Being a teacher working from home during the pandemic last year wound up being a good thing for Stahl because she was able to cook healthy meals.

“Everything was so out of control last year that I feel like food was one thing I could control,” she said. “Everything else may be in chaos, but I can have control of that segment of my life.”

Stahl said she has never liked exercise, but she’s trying to get better at it. Last year when the weather was nice, she went on hikes with her family.

“Instead of being the one that’s saying, ‘Hey, wait up, I need to catch my breath,’ everyone else is behind me, so that’s kind of fun,” she said.

She also has benefited from having a coach that checks in with her once or a twice a week through the app Noom.

Initially, her goal was to lose 100 pounds, and everything over that would be icing on the cake.

“By the end of the year, I wanted to be below 200, and I’ve gone almost 30 pounds beyond that now, so I’ve kind of left things in the dust in terms of what maybe was my biggest hope,” she said. “So now, I’m sharing my biggest goal, and that is to be half my size.”

To have success with weight loss, she said it’s about doing it when you’re ready and being consistent.

“Part of this, too, has been about putting myself first, which is something that’s not necessarily second nature to me, and making myself a priority,” Stahl said. “I know a lot of people have trouble with that for different reasons. It’s a big thing. It has been a big change.

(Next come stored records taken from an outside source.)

//! Formatting of the stored genre string.

use std::collections::BTreeSet;

/// How a list of genres is written into a single field.
#[derive(Debug, Clone, PartialEq, Eq)]
pub struct GenreFormat {
    pub separator: String,
    pub title_case: bool,
}

impl Default for GenreFormat {
    fn default() -> Self {
        GenreFormat {
            separator: ";".to_string(),
            title_case: false,
        }
    }
}

/// Build the new genre string for an album.
///
/// * With selected genres, they are merged with the genres already on the
///   album (unless `replace`), de-duplicated, sorted and joined.
/// * Without selected genres, `fallback` is used, but only when not replacing.
///   `None` means the album must be left alone.
///
/// The result is title-cased or lower-cased according to `format`.
pub fn compose_genre_string(
    selected: &[String],
    existing: Option<&str>,
    replace: bool,
    fallback: Option<&str>,
    format: &GenreFormat,
) -> Option<String> {
    let joined = if selected.is_empty() {
        if replace {
            return None;
        }
        fallback?.to_string()
    } else {
        let mut genres: BTreeSet<String> = selected.iter().map(|g| g.to_lowercase()).collect();
        if !replace {
            if let Some(existing) = existing {
                genres.extend(split_genres(existing, &format.separator));
            }
        }
        genres.into_iter().collect::<Vec<_>>().join(&format.separator)
    };

    Some(apply_case(&joined, format.title_case))
}

/// Split a stored genre string into lowercase genre names.
pub fn split_genres(genre: &str, separator: &str) -> Vec<String> {
    if separator.is_empty() {
        return std::iter::once(genre.to_lowercase())
            .filter(|g| !g.is_empty())
            .collect();
    }
    genre
        .to_lowercase()
        .split(&separator.to_lowercase())
        .filter(|g| !g.is_empty())
        .map(str::to_string)
        .collect()
}

pub fn apply_case(genre: &str, title_case: bool) -> String {
    if title_case {
        self::title_case(genre)
    } else {
        genre.to_lowercase()
    }
}

/// Upper-case the first letter of every word and lower-case the rest.  Any
/// non-letter starts a new word, so `"r&b;hip hop"` becomes `"R&B;Hip Hop"`.
pub fn title_case(s: &str) -> String {
    let mut out = String::with_capacity(s.len());
    let mut in_word = false;
    for c in s.chars() {
        if c.is_alphabetic() {
            if in_word {
                out.extend(c.to_lowercase());
            } else {
                out.extend(c.to_uppercase());
            }
            in_word = true;
        } else {
            out.push(c);
            in_word = false;
        }
    }
    out
}

#[cfg(test)]
mod tests {
    use super::*;

    fn names(list: &[&str]) -> Vec<String> {
        list.iter().map(|s| s.to_string()).collect()
    }

    fn fmt(separator: &str, title_case: bool) -> GenreFormat {
        GenreFormat {
            separator: separator.to_string(),
            title_case,
        }
    }

    #[test]
    fn test_merge_with_existing() {
        let out = compose_genre_string(&names(&["pop"]), Some("rock;metal"), false, None, &fmt(";", false));
        assert_eq!(out.as_deref(), Some("metal;pop;rock"));
    }

    #[test]
    fn test_merge_is_case_insensitive() {
        let out = compose_genre_string(&names(&["Rock", "pop"]), Some("ROCK;Jazz"), false, None, &fmt(";", false));
        assert_eq!(out.as_deref(), Some("jazz;pop;rock"));
    }

    #[test]
    fn test_replace_ignores_existing() {
        let out = compose_genre_string(&names(&["pop"]), Some("rock;metal"), true, None, &fmt(";", false));
        assert_eq!(out.as_deref(), Some("pop"));
    }

    #[test]
    fn test_fallback_when_nothing_selected() {
        let out = compose_genre_string(&[], Some("rock"), false, Some("unknown"), &fmt(";", false));
        assert_eq!(out.as_deref(), Some("unknown"));
    }

    #[test]
    fn test_no_update_when_replacing_without_selection() {
        assert_eq!(compose_genre_string(&[], None, true, Some("unknown"), &fmt(";", false)), None);
    }

    #[test]
    fn test_no_update_without_fallback() {
        assert_eq!(compose_genre_string(&[], Some("rock"), false, None, &fmt(";", false)), None);
    }

    #[test]
    fn test_title_case_output() {
        let out = compose_genre_string(&names(&["rock", "pop"]), None, false, None, &fmt(";", true));
        assert_eq!(out.as_deref(), Some("Pop;Rock"));
        assert_eq!(apply_case("rock;pop", true), "Rock;Pop");
        assert_eq!(apply_case("Rock;Pop", false), "rock;pop");
    }

    #[test]
    fn test_title_case_words() {
        assert_eq!(title_case("r&b;hip hop"), "R&B;Hip Hop");
        assert_eq!(title_case("POST-ROCK"), "Post-Rock");
        assert_eq!(title_case("drum and bass"), "Drum And Bass");
    }

    #[test]
    fn test_custom_separator() {
        let out = compose_genre_string(&names(&["pop"]), Some("Rock, Metal"), false, None, &fmt(", ", false));
        assert_eq!(out.as_deref(), Some("metal, pop, rock"));
    }

    #[test]
    fn test_split_drops_empty_pieces() {
        assert_eq!(split_genres("rock;;Pop;", ";"), names(&["rock", "pop"]));
        assert!(split_genres("", ";").is_empty());
    }
}
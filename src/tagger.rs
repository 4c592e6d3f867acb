//! Per-album genre refresh.
//!
//! [`GenreTagger`] ties the pieces together for one album at a time:
//!
//! 1. skip albums whose genre was refreshed recently (unless forced),
//! 2. fetch votes for the release and release group, and for the album
//!    artist when those have none and the artist fallback is enabled,
//! 3. select the genres and build the new genre string,
//! 4. store it through the [`Library`] and re-tag the album's files.
//!
//! Albums are processed sequentially and a failing album never stops a batch.

use chrono::{Local, NaiveDateTime};
use tracing::{debug, info, warn};

use crate::aggregator::{select_genres, VoteSources};
use crate::config::GenreSettings;
use crate::library::{AlbumRecord, Library, LibraryError};
use crate::musicbrainz::{EntityType, GenreFetcher, Transport};
use crate::refresh::{format_stamp, should_refresh};
use crate::writer::compose_genre_string;

/// What happened to one album.
#[derive(Debug, Clone, PartialEq, Eq)]
pub enum RefreshOutcome {
    /// Refreshed recently; nothing fetched.
    NotStale,
    /// No genres found and no fallback applies; album left untouched.
    NoData,
    /// The computed genre equals the stored one; nothing stored.
    Unchanged,
    /// The album now has this genre.
    Updated(String),
}

/// Counters for a batch run.
#[derive(Debug, Clone, Default, PartialEq, Eq)]
pub struct RunSummary {
    pub albums: usize,
    pub updated: usize,
    pub unchanged: usize,
    pub no_data: usize,
    pub not_stale: usize,
    pub failed: usize,
}

impl RunSummary {
    fn record(&mut self, outcome: &RefreshOutcome) {
        match outcome {
            RefreshOutcome::NotStale => self.not_stale += 1,
            RefreshOutcome::NoData => self.no_data += 1,
            RefreshOutcome::Unchanged => self.unchanged += 1,
            RefreshOutcome::Updated(_) => self.updated += 1,
        }
    }
}

pub struct GenreTagger<T> {
    settings: GenreSettings,
    fetcher: GenreFetcher<T>,
}

impl<T: Transport> GenreTagger<T> {
    pub fn new(settings: GenreSettings, fetcher: GenreFetcher<T>) -> Self {
        GenreTagger { settings, fetcher }
    }

    pub fn settings(&self) -> &GenreSettings {
        &self.settings
    }

    pub fn fetcher(&self) -> &GenreFetcher<T> {
        &self.fetcher
    }

    /// Fetch the votes of an album's release and release group, falling back
    /// to the album artist when both are empty.
    pub fn collect_votes(&mut self, album: &AlbumRecord) -> VoteSources {
        let min_votes = self.settings.min_votes;

        let mut sources = VoteSources {
            release: self
                .fetcher
                .fetch_votes(EntityType::Release, album.mb_albumid.as_deref(), min_votes),
            release_group: self.fetcher.fetch_votes(
                EntityType::ReleaseGroup,
                album.mb_releasegroupid.as_deref(),
                min_votes,
            ),
            artist: Vec::new(),
        };

        if sources.release_is_empty() && self.settings.artist_fallback {
            debug!("No release genres for \"{}\", trying the artist", album.album);
            sources.artist = self.fetcher.fetch_votes(
                EntityType::Artist,
                album.mb_albumartistid.as_deref(),
                min_votes,
            );
        }

        sources
    }

    /// Refresh the genre of one album.
    ///
    /// `album` is updated in place once the new genre has been stored, and left
    /// as it was when storing fails.  Only storing the album can fail; failing
    /// to re-tag its files is logged.
    pub fn refresh_album<L: Library + ?Sized>(
        &mut self,
        library: &mut L,
        album: &mut AlbumRecord,
        force: bool,
        write: bool,
        now: NaiveDateTime,
    ) -> Result<RefreshOutcome, LibraryError> {
        if !should_refresh(
            album.genreupdated.as_deref(),
            force,
            self.settings.update_frequency,
            now,
        ) {
            debug!("Genre of \"{}\" is up to date, skipping", album.album);
            return Ok(RefreshOutcome::NotStale);
        }

        let sources = self.collect_votes(album);
        let selected = select_genres(&sources, self.settings.artist_fallback, &self.settings.policy());

        let genre = match compose_genre_string(
            &selected,
            album.existing_genre(),
            self.settings.replace,
            self.settings.fallback.as_deref(),
            &self.settings.format(),
        ) {
            Some(genre) => genre,
            None => {
                debug!("No genres found for \"{}\" by \"{}\"", album.album, album.albumartist);
                return Ok(RefreshOutcome::NoData);
            }
        };

        if genre == album.genre {
            debug!("Genre of \"{}\" unchanged", album.album);
            return Ok(RefreshOutcome::Unchanged);
        }

        let mut updated = album.clone();
        updated.genre = genre.clone();
        updated.genreupdated = Some(format_stamp(now));
        library.persist(&updated)?;
        *album = updated;
        info!(
            "Added genre(s) [{}] to \"{}\" by \"{}\"",
            album.genre, album.album, album.albumartist
        );

        if write {
            if let Err(e) = library.write_tags(album) {
                warn!("Could not write tags for \"{}\": {}", album.album, e);
            }
        }

        Ok(RefreshOutcome::Updated(genre))
    }

    /// Refresh every album matching `query`.
    ///
    /// Only listing the albums can fail; per-album errors are logged and
    /// counted in the summary.
    pub fn run<L: Library + ?Sized>(
        &mut self,
        library: &mut L,
        query: &[String],
        force: bool,
        write: bool,
    ) -> Result<RunSummary, LibraryError> {
        let albums = library.albums(query)?;
        let mut summary = RunSummary {
            albums: albums.len(),
            ..Default::default()
        };

        for mut album in albums {
            let now = Local::now().naive_local();
            match self.refresh_album(library, &mut album, force, write, now) {
                Ok(outcome) => summary.record(&outcome),
                Err(e) => {
                    warn!("Could not store genre for \"{}\": {}", album.album, e);
                    summary.failed += 1;
                }
            }
        }

        debug!("{:?}", summary);
        Ok(summary)
    }

    /// Import hook: when `auto` is enabled, refresh a freshly imported album
    /// regardless of its stamp and re-tag its files.  Returns `None` when the
    /// hook is disabled.
    pub fn on_album_imported<L: Library + ?Sized>(
        &mut self,
        library: &mut L,
        album: &mut AlbumRecord,
    ) -> Result<Option<RefreshOutcome>, LibraryError> {
        if !self.settings.auto {
            return Ok(None);
        }
        let now = Local::now().naive_local();
        self.refresh_album(library, album, true, true, now).map(Some)
    }
}
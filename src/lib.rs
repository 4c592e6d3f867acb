pub mod aggregator;
pub mod config;
pub mod json_library;
pub mod library;
pub mod musicbrainz;
pub mod rate_limiter;
pub mod refresh;
pub mod tagger;
pub mod whitelist;
pub mod writer;

pub use aggregator::{select_genres, SelectionPolicy, VoteSources};
pub use config::{Config, GenreSettings};
pub use json_library::JsonLibrary;
pub use library::{AlbumQuery, AlbumRecord, Library, LibraryError};
pub use musicbrainz::{EntityType, FetchError, GenreFetcher, GenreVote, Transport, UreqTransport};
pub use refresh::should_refresh;
pub use tagger::{GenreTagger, RefreshOutcome, RunSummary};
pub use whitelist::Whitelist;
pub use writer::compose_genre_string;
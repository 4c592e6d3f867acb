//! Fetch album genres from MusicBrainz and store them in the library.
//!
//! Usage:
//!     mbgenres [--force] [--nowrite] [--config PATH] [--library PATH] [QUERY]...
//!
//! Albums whose genre was fetched within the last `updatefrequency` days are
//! skipped unless `--force` is given.

use std::path::PathBuf;
use std::process;
use std::sync::Arc;

use clap::Parser;
use tracing::{debug, error};

use mbgenres::{Config, GenreFetcher, GenreTagger, JsonLibrary, UreqTransport, Whitelist};

#[derive(Parser)]
#[command(name = "mbgenres", version, about = "Fetch genres from MusicBrainz")]
struct Args {
    /// Force genre updates, ignoring when they were last fetched
    #[arg(short = 'F', long)]
    force: bool,

    /// Don't write the new genres into the albums' audio files
    #[arg(short = 'W', long)]
    nowrite: bool,

    /// Config file (default: ~/.state/mbgenres/config.toml)
    #[arg(long)]
    config: Option<PathBuf>,

    /// Library file, overriding the `library` option
    #[arg(long)]
    library: Option<PathBuf>,

    /// Print the effective settings and exit
    #[arg(long)]
    show_config: bool,

    /// Log lookups and skipped albums
    #[arg(short, long)]
    verbose: bool,

    /// Album query, e.g. `artist:slowdive` or `souvlaki`
    query: Vec<String>,
}

fn configure_logging(verbose: bool) {
    use tracing_subscriber::prelude::*;

    let default_level = if verbose { "debug" } else { "info" };
    let env_filter = tracing_subscriber::EnvFilter::try_from_default_env()
        .unwrap_or_else(|_| tracing_subscriber::EnvFilter::new(default_level));

    let fmt_layer = tracing_subscriber::fmt::layer().with_target(false);

    tracing_subscriber::registry()
        .with(env_filter)
        .with(fmt_layer)
        .init();
}

fn main() {
    let args = Args::parse();
    configure_logging(args.verbose);

    let loaded = match &args.config {
        Some(path) => Config::load_from(path),
        None => Config::load(),
    };
    let mut config = match loaded {
        Ok(c) => c,
        Err(e) => {
            error!("Could not load config: {}", e);
            process::exit(1);
        }
    };
    if let Some(library) = args.library {
        config.library = Some(library);
    }

    let settings = match config.resolve() {
        Ok(s) => s,
        Err(e) => {
            error!("Invalid config: {}", e);
            process::exit(1);
        }
    };

    if args.show_config {
        settings.print("Effective settings");
        return;
    }

    let whitelist = Arc::new(Whitelist::load(&settings.whitelist));

    let mut library = match JsonLibrary::open(&settings.library) {
        Ok(l) => l,
        Err(e) => {
            error!("Could not open library {}: {}", settings.library.display(), e);
            process::exit(1);
        }
    };

    debug!("Using library {}", library.path().display());

    let write = settings.write && !args.nowrite;
    let fetcher = GenreFetcher::new(UreqTransport, whitelist);
    let mut tagger = GenreTagger::new(settings, fetcher);

    match tagger.run(&mut library, &args.query, args.force, write) {
        Ok(summary) => debug!(
            "{} album(s): {} updated, {} unchanged, {} without genres, {} up to date, {} failed",
            summary.albums,
            summary.updated,
            summary.unchanged,
            summary.no_data,
            summary.not_stale,
            summary.failed
        ),
        Err(e) => {
            error!("Could not list albums: {}", e);
            process::exit(1);
        }
    }
}
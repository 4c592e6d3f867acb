//! Staleness gate for genre refreshes.
//!
//! An album remembers when its genre was last fetched in the `genreupdated`
//! field, stored as a `DD/MM/YYYY` date.  The date is read as midnight of that
//! day.

use chrono::{NaiveDate, NaiveDateTime, NaiveTime, TimeDelta};
use tracing::debug;

pub const STAMP_FORMAT: &str = "%d/%m/%Y";

/// Parse a stored `genreupdated` value.
pub fn parse_stamp(stamp: &str) -> Option<NaiveDate> {
    NaiveDate::parse_from_str(stamp.trim(), STAMP_FORMAT).ok()
}

/// Format the date part of `now` the way `genreupdated` stores it.
pub fn format_stamp(now: NaiveDateTime) -> String {
    now.date().format(STAMP_FORMAT).to_string()
}

/// Decide whether an album's genre should be fetched again.
///
/// True when forced, when the album was never refreshed (or its stamp cannot
/// be read), or when more than `max_age_days` have passed since the stamp.
pub fn should_refresh(genre_updated: Option<&str>, force: bool, max_age_days: u32, now: NaiveDateTime) -> bool {
    if force {
        return true;
    }

    let Some(stamp) = genre_updated else {
        return true;
    };

    let Some(updated) = parse_stamp(stamp) else {
        debug!("Unreadable genreupdated value {:?}, treating as stale", stamp);
        return true;
    };

    let age = now - updated.and_time(NaiveTime::MIN);
    age > TimeDelta::days(i64::from(max_age_days))
}

#[cfg(test)]
mod tests {
    use super::*;

    fn at(y: i32, m: u32, d: u32, h: u32) -> NaiveDateTime {
        NaiveDate::from_ymd_opt(y, m, d)
            .unwrap()
            .and_hms_opt(h, 0, 0)
            .unwrap()
    }

    #[test]
    fn test_stamp_round_trip_format() {
        assert_eq!(format_stamp(at(2024, 3, 7, 15)), "07/03/2024");
        assert_eq!(parse_stamp("07/03/2024"), NaiveDate::from_ymd_opt(2024, 3, 7));
        assert_eq!(parse_stamp("2024-03-07"), None);
    }

    #[test]
    fn test_force_always_refreshes() {
        assert!(should_refresh(Some("07/03/2024"), true, 7, at(2024, 3, 7, 12)));
    }

    #[test]
    fn test_missing_stamp_refreshes() {
        assert!(should_refresh(None, false, 7, at(2024, 3, 7, 12)));
    }

    #[test]
    fn test_unreadable_stamp_refreshes() {
        assert!(should_refresh(Some("yesterday"), false, 7, at(2024, 3, 7, 12)));
    }

    #[test]
    fn test_fresh_stamp_blocks_refresh() {
        assert!(!should_refresh(Some("07/03/2024"), false, 7, at(2024, 3, 7, 12)));
        assert!(!should_refresh(Some("01/03/2024"), false, 7, at(2024, 3, 7, 23)));
    }

    #[test]
    fn test_stale_after_window() {
        // Seven days after the stamp, any time past midnight is beyond the window.
        assert!(should_refresh(Some("01/03/2024"), false, 7, at(2024, 3, 8, 1)));
        assert!(!should_refresh(Some("01/03/2024"), false, 7, at(2024, 3, 8, 0)));
        assert!(should_refresh(Some("01/01/2024"), false, 7, at(2024, 3, 8, 0)));
    }

    #[test]
    fn test_zero_window_refreshes_same_day() {
        assert!(should_refresh(Some("07/03/2024"), false, 0, at(2024, 3, 7, 9)));
    }
}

I never dreamed I would be at the point I am today, and I’m hopeful for 2021 that I’ll meet my ultimate goal.”

She hopes to reach that goal by the end of September when her brother gets married.

She will have to continue to adjust her wardrobe, too, as she has gone from XXXL to nearly medium.

“I would really like to be at goal weight at the beginning of school because when it comes to next fall, I would like to buy clothes that will fit me and that I will not shrink out of again because that’s expensive,” she said, laughing. “The winter coat that I got for this year is already getting kind of big. For summer, I definitely have to buy all new stuff again, and I already did one round of that.”